Here is what I remember when I remember.
I remember happy.
A short skirt and a long jacket.
His last apartment. An unlikely little space in a kooky building in Neve Tzedek. From the broad rectangular window you can see all the way to the sea.
I’m cross-legged on the couch, making notes for a yoga class I have to teach the next day out in Ra’anana and not wanting to leave Tel Aviv.
We’re listening to Cake — the Comfort Eagle album.
And he’d just bought it and he’s over-the-top joyful about the short-skirt-long-jacket song. Jumping around. Singing along. Clapping. With that grin of pure delight.
I want a girl with a mind like a diamond.
I want a girl who knows what’s best.
I want a girl with shoes that cut and eyes that burn like cigarettes.
And I kind of never got into that album because my ex-husband had absolutely loved it, and anyway I’d been deep into the yoga thing and listening to nothing but mantras in Sanskrit for at least a year but I was there and for the first time I really heard the song and it was perfect.
Hummus. Again.
We both have a day off at the same time and of course it is absolutely vital that we go have hummus right this second but how often do you get just the right hummus day so we have to go to the really good hummusiya.
If it were early in the morning we’d go to the old Syrian guy in the shuk but it’s afternoon so we’re going to that one hummusiya in Yafo.
And we drive. For some reason. I can’t remember why he had the car.
The place is packed because it’s always packed. And the guys who work there are seriously happy to see him because everyone who knows him is happy to see him always.
I make him order extra zchug because I’m not in the mood for the usual “oh look the white girl thinks she can handle the spicy” jokes. And he gives me his. And we’re happy. Because day off + hummus + everything is good.
And everything is funny.
We’re at the bar I used to work at. When I was still working at the other bar.
Between the two of us we probably know everyone there.

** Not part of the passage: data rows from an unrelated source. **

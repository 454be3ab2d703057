//! Tests for HTTP Basic authentication through the router.
//!
//! Verifies that the authentication extractor rejects missing and wrong
//! credentials before any handler runs and admits roster users.

use axum::{
    body::Body,
    http::{header, Request, StatusCode},
};
use base64::{engine::general_purpose::STANDARD, Engine};
use kontowart::router;
use kontowart_test_utils::prelude::*;
use tower::util::ServiceExt;

use crate::test_utils::{TestSetupExt, TEST_FRIEND_PASSWORD};

fn basic(username: &str, password: &str) -> String {
    format!("Basic {}", STANDARD.encode(format!("{}:{}", username, password)))
}

/// Tests a request without an Authorization header.
///
/// Expected: 401 Unauthorized
#[tokio::test]
async fn fails_without_credentials() -> Result<(), TestError> {
    let test = TestBuilder::new().with_entry_tables().build().await?;
    let app = router::routes().with_state(test.app_state());

    let response = app
        .oneshot(
            Request::builder()
                .uri("/api/entries")
                .body(Body::empty())
                .unwrap(),
        )
        .await
        .unwrap();

    assert_eq!(response.status(), StatusCode::UNAUTHORIZED);

    Ok(())
}

/// Tests a request with a wrong password.
///
/// Expected: 401 Unauthorized
#[tokio::test]
async fn fails_with_wrong_password() -> Result<(), TestError> {
    let test = TestBuilder::new().with_entry_tables().build().await?;
    let app = router::routes().with_state(test.app_state());

    let response = app
        .oneshot(
            Request::builder()
                .uri("/api/entries")
                .header(
                    header::AUTHORIZATION,
                    basic(constant::TEST_FRIEND_USERNAME, "wrong"),
                )
                .body(Body::empty())
                .unwrap(),
        )
        .await
        .unwrap();

    assert_eq!(response.status(), StatusCode::UNAUTHORIZED);

    Ok(())
}

/// Tests a request with valid roster credentials.
///
/// Expected: 200 OK
#[tokio::test]
async fn succeeds_with_roster_credentials() -> Result<(), TestError> {
    let test = TestBuilder::new().with_entry_tables().build().await?;
    let app = router::routes().with_state(test.app_state());

    let response = app
        .oneshot(
            Request::builder()
                .uri("/api/entries")
                .header(
                    header::AUTHORIZATION,
                    basic(constant::TEST_FRIEND_USERNAME, TEST_FRIEND_PASSWORD),
                )
                .body(Body::empty())
                .unwrap(),
        )
        .await
        .unwrap();

    assert_eq!(response.status(), StatusCode::OK);

    Ok(())
}
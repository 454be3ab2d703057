use sea_orm_migration::{prelude::*, schema::*};

use crate::m20260815_000001_kontowart_entry::KontowartEntry;

static IDX_EXTENSION_HISTORY_ENTRY_ID: &str = "idx-kontowart_extension_history-entry_id";
static FK_EXTENSION_HISTORY_ENTRY_ID: &str = "fk-kontowart_extension_history-entry_id";

#[derive(DeriveMigrationName)]
pub struct Migration;

#[async_trait::async_trait]
impl MigrationTrait for Migration {
    async fn up(&self, manager: &SchemaManager) -> Result<(), DbErr> {
        manager
            .create_table(
                Table::create()
                    .table(KontowartExtensionHistory::Table)
                    .if_not_exists()
                    .col(pk_auto(KontowartExtensionHistory::Id))
                    .col(integer(KontowartExtensionHistory::EntryId))
                    .col(timestamp(KontowartExtensionHistory::ApprovalDate))
                    .col(timestamp(KontowartExtensionHistory::ValidUntil))
                    .to_owned(),
            )
            .await?;

        manager
            .create_index(
                Index::create()
                    .name(IDX_EXTENSION_HISTORY_ENTRY_ID)
                    .table(KontowartExtensionHistory::Table)
                    .col(KontowartExtensionHistory::EntryId)
                    .to_owned(),
            )
            .await?;

        manager
            .create_foreign_key(
                ForeignKey::create()
                    .name(FK_EXTENSION_HISTORY_ENTRY_ID)
                    .from_tbl(KontowartExtensionHistory::Table)
                    .from_col(KontowartExtensionHistory::EntryId)
                    .to_tbl(KontowartEntry::Table)
                    .to_col(KontowartEntry::Id)
                    .to_owned(),
            )
            .await?;

        Ok(())
    }

    async fn down(&self, manager: &SchemaManager) -> Result<(), DbErr> {
        manager
            .drop_foreign_key(
                ForeignKey::drop()
                    .name(FK_EXTENSION_HISTORY_ENTRY_ID)
                    .table(KontowartExtensionHistory::Table)
                    .to_owned(),
            )
            .await?;

        manager
            .drop_index(
                Index::drop()
                    .name(IDX_EXTENSION_HISTORY_ENTRY_ID)
                    .table(KontowartExtensionHistory::Table)
                    .to_owned(),
            )
            .await?;

        manager
            .drop_table(
                Table::drop()
                    .table(KontowartExtensionHistory::Table)
                    .to_owned(),
            )
            .await?;

        Ok(())
    }
}

#[derive(DeriveIden)]
enum KontowartExtensionHistory {
    Table,
    Id,
    EntryId,
    ApprovalDate,
    ValidUntil,
}
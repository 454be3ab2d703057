use serde::{Deserialize, Serialize};
use utoipa::ToSchema;

/// A stored credential value.
///
/// The application displays credentials back to their owner, so the value
/// round-trips through serialization as-is. The type exists to keep every
/// plaintext touchpoint in one place: `Debug` output is masked, and a future
/// hardening pass (hashing, masking on display) only has to change this type.
#[derive(Clone, PartialEq, Eq, Serialize, Deserialize, ToSchema)]
#[serde(transparent)]
pub struct Secret(String);

impl Secret {
    pub fn new(value: impl Into<String>) -> Self {
        Self(value.into())
    }

    /// Access the plaintext value.
    pub fn expose(&self) -> &str {
        &self.0
    }

    pub fn is_empty(&self) -> bool {
        self.0.is_empty()
    }
}

impl From<String> for Secret {
    fn from(value: String) -> Self {
        Self(value)
    }
}

impl std::fmt::Debug for Secret {
    fn fmt(&self, f: &mut std::fmt::Formatter<'_>) -> std::fmt::Result {
        f.write_str("Secret(****)")
    }
}
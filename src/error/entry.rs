use axum::{
    http::StatusCode,
    response::{IntoResponse, Response},
    Json,
};
use thiserror::Error;

use crate::model::api::ErrorDto;

/// A request was rejected before any persistence call was made.
#[derive(Error, Debug, PartialEq, Eq)]
pub enum ValidationError {
    #[error("Missing required field: {0}")]
    MissingField(&'static str),
    #[error("Invalid value for field {field}: {reason}")]
    InvalidValue {
        field: &'static str,
        reason: String,
    },
    #[error("Could not parse {field} as a timestamp: {value:?}")]
    InvalidTimestamp {
        field: &'static str,
        value: String,
    },
    #[error("Admin fee {0} is outside the allowed range 0..=999")]
    FeeOutOfRange(i32),
    #[error("The new expiry {0} is not in the future")]
    ExpiryNotInFuture(chrono::NaiveDateTime),
    #[error("Deleting an entry requires explicit confirmation")]
    DeleteNotConfirmed,
}

impl IntoResponse for ValidationError {
    fn into_response(self) -> Response {
        (
            StatusCode::BAD_REQUEST,
            Json(ErrorDto {
                error: self.to_string(),
            }),
        )
            .into_response()
    }
}

/// An extension request was raised outside its eligibility conditions.
///
/// The original workflow silently ignored these; they are surfaced so callers
/// can tell an accepted request from a refused one.
#[derive(Error, Debug, PartialEq, Eq)]
pub enum IneligibleError {
    #[error("Entry ID {0} already has a pending extension request")]
    AlreadyPending(i32),
    #[error("Entry ID {0} is not within {1} days of expiry")]
    OutsideWindow(i32, i64),
    #[error("Entry ID {0} has no pending extension request to decide")]
    NoPendingRequest(i32),
}

impl IntoResponse for IneligibleError {
    fn into_response(self) -> Response {
        (
            StatusCode::CONFLICT,
            Json(ErrorDto {
                error: self.to_string(),
            }),
        )
            .into_response()
    }
}
mod expiry;
use chrono::NaiveDateTime;
use serde::{Deserialize, Deserializer, Serialize};
use utoipa::ToSchema;

use crate::{error::entry::ValidationError, model::secret::Secret};

/// Subscription tier of a managed account.
#[derive(Clone, Copy, Debug, PartialEq, Eq, Serialize, Deserialize, ToSchema)]
pub enum EntryKind {
    Premium,
    Basic,
}

impl EntryKind {
    pub fn as_str(&self) -> &'static str {
        match self {
            Self::Premium => "Premium",
            Self::Basic => "Basic",
        }
    }

    pub fn parse(value: &str) -> Result<Self, ValidationError> {
        match value {
            "Premium" => Ok(Self::Premium),
            "Basic" => Ok(Self::Basic),
            other => Err(ValidationError::InvalidValue {
                field: "kind",
                reason: format!("unknown kind {:?}", other),
            }),
        }
    }
}

/// Whether an entry is currently active.
///
/// The stored labels are the German ones the data set has always used.
#[derive(Clone, Copy, Debug, PartialEq, Eq, Serialize, Deserialize, ToSchema)]
pub enum EntryStatus {
    #[serde(rename = "Aktiv")]
    Active,
    #[serde(rename = "Inaktiv")]
    Inactive,
}

impl EntryStatus {
    pub fn as_str(&self) -> &'static str {
        match self {
            Self::Active => "Aktiv",
            Self::Inactive => "Inaktiv",
        }
    }

    pub fn parse(value: &str) -> Result<Self, ValidationError> {
        match value {
            "Aktiv" => Ok(Self::Active),
            "Inaktiv" => Ok(Self::Inactive),
            other => Err(ValidationError::InvalidValue {
                field: "status",
                reason: format!("unknown status {:?}", other),
            }),
        }
    }
}

/// Whether the current period has been paid for.
#[derive(Clone, Copy, Debug, PartialEq, Eq, Serialize, Deserialize, ToSchema)]
pub enum PaymentStatus {
    #[serde(rename = "Gezahlt")]
    Paid,
    #[serde(rename = "Nicht gezahlt")]
    Unpaid,
}

impl PaymentStatus {
    pub fn as_str(&self) -> &'static str {
        match self {
            Self::Paid => "Gezahlt",
            Self::Unpaid => "Nicht gezahlt",
        }
    }

    pub fn parse(value: &str) -> Result<Self, ValidationError> {
        match value {
            "Gezahlt" => Ok(Self::Paid),
            "Nicht gezahlt" => Ok(Self::Unpaid),
            other => Err(ValidationError::InvalidValue {
                field: "payment_status",
                reason: format!("unknown payment status {:?}", other),
            }),
        }
    }
}

/// Tagged state of an entry's extension request.
///
/// `Approved` and `Rejected` are terminal for the current request but behave
/// like `None` when a fresh request is raised.
#[derive(Clone, Copy, Debug, PartialEq, Eq, Serialize, Deserialize, ToSchema)]
#[serde(rename_all = "lowercase")]
pub enum ExtensionState {
    None,
    Pending,
    Approved,
    Rejected,
}

impl ExtensionState {
    pub fn as_str(&self) -> &'static str {
        match self {
            Self::None => "none",
            Self::Pending => "pending",
            Self::Approved => "approved",
            Self::Rejected => "rejected",
        }
    }

    pub fn parse(value: &str) -> Result<Self, ValidationError> {
        match value {
            "none" => Ok(Self::None),
            "pending" => Ok(Self::Pending),
            "approved" => Ok(Self::Approved),
            "rejected" => Ok(Self::Rejected),
            other => Err(ValidationError::InvalidValue {
                field: "extension_state",
                reason: format!("unknown extension state {:?}", other),
            }),
        }
    }
}

/// A fully materialized entry as returned to API consumers.
#[derive(Clone, Debug, Serialize, Deserialize, ToSchema)]
pub struct EntryDto {
    pub id: i32,
    pub username: String,
    pub password: Secret,
    pub alias_notes: String,
    pub kind: EntryKind,
    pub status: EntryStatus,
    pub payment_status: PaymentStatus,
    pub owner: String,
    pub created_at: NaiveDateTime,
    pub valid_until: NaiveDateTime,
    pub admin_fee: Option<i32>,
    pub note: Option<String>,
    pub extension_state: ExtensionState,
    pub extension_decided_at: Option<NaiveDateTime>,
}

impl EntryDto {
    /// Converts a database model into a DTO.
    ///
    /// Fails when the stored enum labels are not recognized, which indicates
    /// data written outside the application's operations.
    pub fn from_model(model: entity::kontowart_entry::Model) -> Result<Self, ValidationError> {
        Ok(Self {
            id: model.id,
            username: model.username,
            password: Secret::new(model.password),
            alias_notes: model.alias_notes,
            kind: EntryKind::parse(&model.kind)?,
            status: EntryStatus::parse(&model.status)?,
            payment_status: PaymentStatus::parse(&model.payment_status)?,
            owner: model.owner,
            created_at: model.created_at,
            valid_until: model.valid_until,
            admin_fee: model.admin_fee,
            note: model.note,
            extension_state: ExtensionState::parse(&model.extension_state)?,
            extension_decided_at: model.extension_decided_at,
        })
    }
}

/// Fields for creating an entry.
///
/// Timestamps arrive as strings and are parsed with [`parse_timestamp`];
/// omitted optional fields fall back to the defaults documented per field.
#[derive(Clone, Debug, Serialize, Deserialize, ToSchema)]
pub struct EntryDraft {
    pub username: String,
    pub password: Secret,
    pub alias_notes: String,
    pub kind: EntryKind,
    /// Defaults to `Aktiv`.
    pub status: Option<EntryStatus>,
    /// Defaults to `Nicht gezahlt`.
    pub payment_status: Option<PaymentStatus>,
    /// Defaults to the creating actor; only administrators may set it.
    pub owner: Option<String>,
    /// Backdated creation timestamp for importing pre-existing subscribers;
    /// only administrators may set it.
    pub created_at: Option<String>,
    pub valid_until: String,
    /// Computed from creation date and expiry when omitted.
    pub admin_fee: Option<i32>,
    pub note: Option<String>,
}

/// Maps a field that is present in the payload to `Some`, keeping `null`
/// distinguishable from an absent field when paired with `#[serde(default)]`.
fn nullable_field<'de, T, D>(deserializer: D) -> Result<Option<Option<T>>, D::Error>
where
    T: Deserialize<'de>,
    D: Deserializer<'de>,
{
    Deserialize::deserialize(deserializer).map(Some)
}

/// Partial update of an entry; absent fields are left unchanged.
///
/// The nullable fields take an explicit JSON `null` to clear the stored
/// value, which an absent field does not.
#[derive(Clone, Debug, Default, Serialize, Deserialize, ToSchema)]
pub struct EntryPatch {
    pub username: Option<String>,
    pub password: Option<Secret>,
    pub alias_notes: Option<String>,
    pub kind: Option<EntryKind>,
    pub status: Option<EntryStatus>,
    pub payment_status: Option<PaymentStatus>,
    pub valid_until: Option<String>,
    #[serde(
        default,
        deserialize_with = "nullable_field",
        skip_serializing_if = "Option::is_none"
    )]
    pub admin_fee: Option<Option<i32>>,
    #[serde(
        default,
        deserialize_with = "nullable_field",
        skip_serializing_if = "Option::is_none"
    )]
    pub note: Option<Option<String>>,
}

/// A granted extension as recorded in the append-only history.
#[derive(Clone, Debug, Serialize, Deserialize, ToSchema)]
pub struct ExtensionRecordDto {
    pub approval_date: NaiveDateTime,
    pub valid_until: NaiveDateTime,
}

impl From<entity::kontowart_extension_history::Model> for ExtensionRecordDto {
    fn from(model: entity::kontowart_extension_history::Model) -> Self {
        Self {
            approval_date: model.approval_date,
            valid_until: model.valid_until,
        }
    }
}

static TIMESTAMP_FORMATS: &[&str] = &["%Y-%m-%dT%H:%M:%S%.f", "%Y-%m-%d %H:%M:%S%.f"];

/// Parses a timestamp string from an API payload.
///
/// Accepts ISO-8601 date-times with either a `T` or space separator, and bare
/// dates which are taken as midnight.
pub fn parse_timestamp(field: &'static str, value: &str) -> Result<NaiveDateTime, ValidationError> {
    let value = value.trim();

    for format in TIMESTAMP_FORMATS {
        if let Ok(parsed) = NaiveDateTime::parse_from_str(value, format) {
            return Ok(parsed);
        }
    }

    if let Ok(date) = chrono::NaiveDate::parse_from_str(value, "%Y-%m-%d") {
        return Ok(date.and_hms_opt(0, 0, 0).unwrap_or_default());
    }

    Err(ValidationError::InvalidTimestamp {
        field,
        value: value.to_string(),
    })
}
//! Data transfer objects and shared application types.

pub mod api;
pub mod app;
pub mod entry;
pub mod event;
pub mod secret;
pub mod user;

And for some reason, everything is funny. We’re actually laughing so hard that it’s difficult to breathe.
Lots of things are hard for me. My divorce. Money scariness. Whatever the latest crisis du jour is.
But right then everything is funny. Made more funny by being bearable, and more bearable by being so funny.
And I remember things other than HAPPY.
I remember concern.
Like when there was a terrorist attack across the street and no one knew what was happening and everyone was freaking out.
My friend was the one who took control of things, who made the calls to find out what was going on, to let people know I was okay.
And worry.
About me, of course.
And cheering-up.
Ending up at this complete dive in south Tel Aviv. There was live Greek music and total drunken chaos.
It would have been my wedding anniversary except for the divorce. And apparently my plan of Private Bitter Moping was not acceptable to my friend, who knew that live Greek music at a dirty hole in the wall was going to help. It did.
Also, I knew half the people there because it was all old guys, Moroccan cab drivers and Iraqi fruit sellers, who tended to frequent the same kinds of semi-disreputable places where I invariably worked.
I remember making a toast to something. Knowing that it wasn’t going to hurt so much.
And of course the general existential angst of being in your twenties and not having plans.
All the wondering you do about what you’re going to do with your life and with whom, if at all, and for what reasons and how any of it was supposed to work.
And support.
For everything.
For my writing that I refused to tell anyone about. Standing up for me at work when my boss was being an ass.
And not getting along.
We had the hugest fight once. And then some non-fights that were really fights. And then months before we could really work stuff out.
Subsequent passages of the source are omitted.